About this exercise: Find the lines below that contain the string "slate". Copy each one.

= Beginning of Section =

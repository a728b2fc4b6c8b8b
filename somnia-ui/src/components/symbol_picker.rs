//! Symbol Picker Component
//!
//! Flat palette of glyph buttons; exactly one is selected at a time.

use leptos::*;
use somnia::SYMBOL_PALETTE;

/// Symbol palette for the capture form
#[component]
pub fn SymbolPicker(
    symbol: ReadSignal<String>,
    set_symbol: WriteSignal<String>,
) -> impl IntoView {
    view! {
        <div>
            <label class="block text-sm text-slate-400 mb-2">"Symbol"</label>
            <div class="flex flex-wrap gap-2">
                {SYMBOL_PALETTE.into_iter().map(|glyph| {
                    view! {
                        <button
                            type="button"
                            on:click=move |_| set_symbol.set(glyph.to_string())
                            class=move || {
                                let base = "w-10 h-10 rounded-lg text-xl transition-colors";
                                if symbol.get() == glyph {
                                    format!("{} bg-indigo-600", base)
                                } else {
                                    format!("{} bg-slate-700 hover:bg-slate-600", base)
                                }
                            }
                        >
                            {glyph}
                        </button>
                    }
                }).collect_view()}
            </div>
        </div>
    }
}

= End of Section =

Solution to this problem:
            <label class="block text-sm text-slate-400 mb-2">"Symbol"</label>
                                    format!("{} bg-slate-700 hover:bg-slate-600", base)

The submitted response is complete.